Он качает головой и усмехается.
– Больше, Соня. Клянусь. Ты – мое все.
На следующий день, на свадьбе Лизы и Артема, наша любовь пылает особенно ярко. Мы отпускаем скопившиеся обиды. Взамен им генерируем сумасшедшие потоки положительных эмоций. Мы счастливы как никогда сильно. И ничего, даже присутствие высокомерных и хмурых родителей Саши, не способно пошатнуть эти ощущения. Мы зажигаем едва ли не круче жениха с невестой. Благо, сестра с мужем только рады. Она у меня скромная, лишнего внимания не выносит, а Артему попросту не до гостей.

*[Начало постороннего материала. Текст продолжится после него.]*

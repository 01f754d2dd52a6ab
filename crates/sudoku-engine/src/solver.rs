//! Backtracking solver over per-unit candidate bitmasks.
//!
//! The search always branches on the empty cell with the fewest candidates,
//! which keeps uniqueness checks cheap enough to run once per removed clue
//! during generation.

use rand::Rng;
use rand::seq::SliceRandom;

use crate::board::{Board, CELLS, box_of};

const ALL_DIGITS: u16 = 0b1_1111_1111;

struct Grid {
    cells: [u8; CELLS],
    rows: [u16; 9],
    cols: [u16; 9],
    boxes: [u16; 9],
}

impl Grid {
    /// Returns `None` when the givens already conflict.
    fn new(board: &Board) -> Option<Self> {
        let mut grid = Self {
            cells: [0; CELLS],
            rows: [0; 9],
            cols: [0; 9],
            boxes: [0; 9],
        };
        for (index, &value) in board.cells().iter().enumerate() {
            if value == 0 {
                continue;
            }
            if grid.candidates(index) & bit(value) == 0 {
                return None;
            }
            grid.place(index, value);
        }
        Some(grid)
    }

    fn candidates(&self, index: usize) -> u16 {
        let used = self.rows[index / 9] | self.cols[index % 9] | self.boxes[box_of(index)];
        !used & ALL_DIGITS
    }

    fn place(&mut self, index: usize, value: u8) {
        let b = bit(value);
        self.cells[index] = value;
        self.rows[index / 9] |= b;
        self.cols[index % 9] |= b;
        self.boxes[box_of(index)] |= b;
    }

    fn clear(&mut self, index: usize) {
        let b = bit(self.cells[index]);
        self.cells[index] = 0;
        self.rows[index / 9] &= !b;
        self.cols[index % 9] &= !b;
        self.boxes[box_of(index)] &= !b;
    }

    /// The empty cell with the fewest candidates, or `None` if the grid is full.
    fn most_constrained(&self) -> Option<(usize, u16)> {
        let mut best: Option<(usize, u16)> = None;
        for index in 0..CELLS {
            if self.cells[index] != 0 {
                continue;
            }
            let mask = self.candidates(index);
            let count = mask.count_ones();
            if count <= 1 {
                return Some((index, mask));
            }
            if best.is_none_or(|(_, m)| count < m.count_ones()) {
                best = Some((index, mask));
            }
        }
        best
    }
}

fn bit(value: u8) -> u16 {
    1 << (value - 1)
}

/// Depth-first search. `on_solution` returns `true` to stop the search.
fn search<F>(grid: &mut Grid, digits: &[u8; 9], on_solution: &mut F) -> bool
where
    F: FnMut(&[u8; CELLS]) -> bool,
{
    let Some((index, mask)) = grid.most_constrained() else {
        return on_solution(&grid.cells);
    };
    for &digit in digits {
        if mask & bit(digit) == 0 {
            continue;
        }
        grid.place(index, digit);
        if search(grid, digits, on_solution) {
            return true;
        }
        grid.clear(index);
    }
    false
}

const ORDERED: [u8; 9] = [1, 2, 3, 4, 5, 6, 7, 8, 9];

/// First solution found, or `None` if the board has no solution.
pub fn solve(board: &Board) -> Option<Board> {
    let mut grid = Grid::new(board)?;
    let mut solution = None;
    search(&mut grid, &ORDERED, &mut |cells| {
        solution = Some(*cells);
        true
    });
    solution.and_then(|cells| Board::from_cells(cells).ok())
}

/// Number of solutions, counting at most `limit`.
pub fn count_solutions(board: &Board, limit: usize) -> usize {
    let Some(mut grid) = Grid::new(board) else {
        return 0;
    };
    if limit == 0 {
        return 0;
    }
    let mut count = 0;
    search(&mut grid, &ORDERED, &mut |_| {
        count += 1;
        count >= limit
    });
    count
}

/// Fills every empty cell using a shuffled digit order. Returns `false` (and
/// leaves the board untouched) when the board cannot be completed.
pub fn solve_randomized<R: Rng + ?Sized>(board: &mut Board, rng: &mut R) -> bool {
    let Some(mut grid) = Grid::new(board) else {
        return false;
    };
    let mut digits = ORDERED;
    digits.shuffle(rng);
    let mut solution = None;
    search(&mut grid, &digits, &mut |cells| {
        solution = Some(*cells);
        true
    });
    match solution.map(Board::from_cells) {
        Some(Ok(solved)) => {
            *board = solved;
            true
        }
        _ => false,
    }
}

Не омрачает настроения даже потерянное до ужаса дорогое колье. А ведь Сашка мне его только утром подарил.
– Плюнь, Сонь, – успокаивает он меня.
– Может, еще найдется… Где-то в зале…
– Даже если не найдется – похуй. Расслабься. Вернись обратно.
Целует, и я отвечаю. Не могу таить страсть, которая бушует внутри с ночи.
Мы свидетели на свадьбе, и, естественно, едва кто-то замечает, что мы целуемся, сразу же начинают кричать «Горько!» и вести счет на длительность. Нам только в кайф такое внимание. Я, признаюсь, чувствую себя настоящей невестой. Это заставляет парить.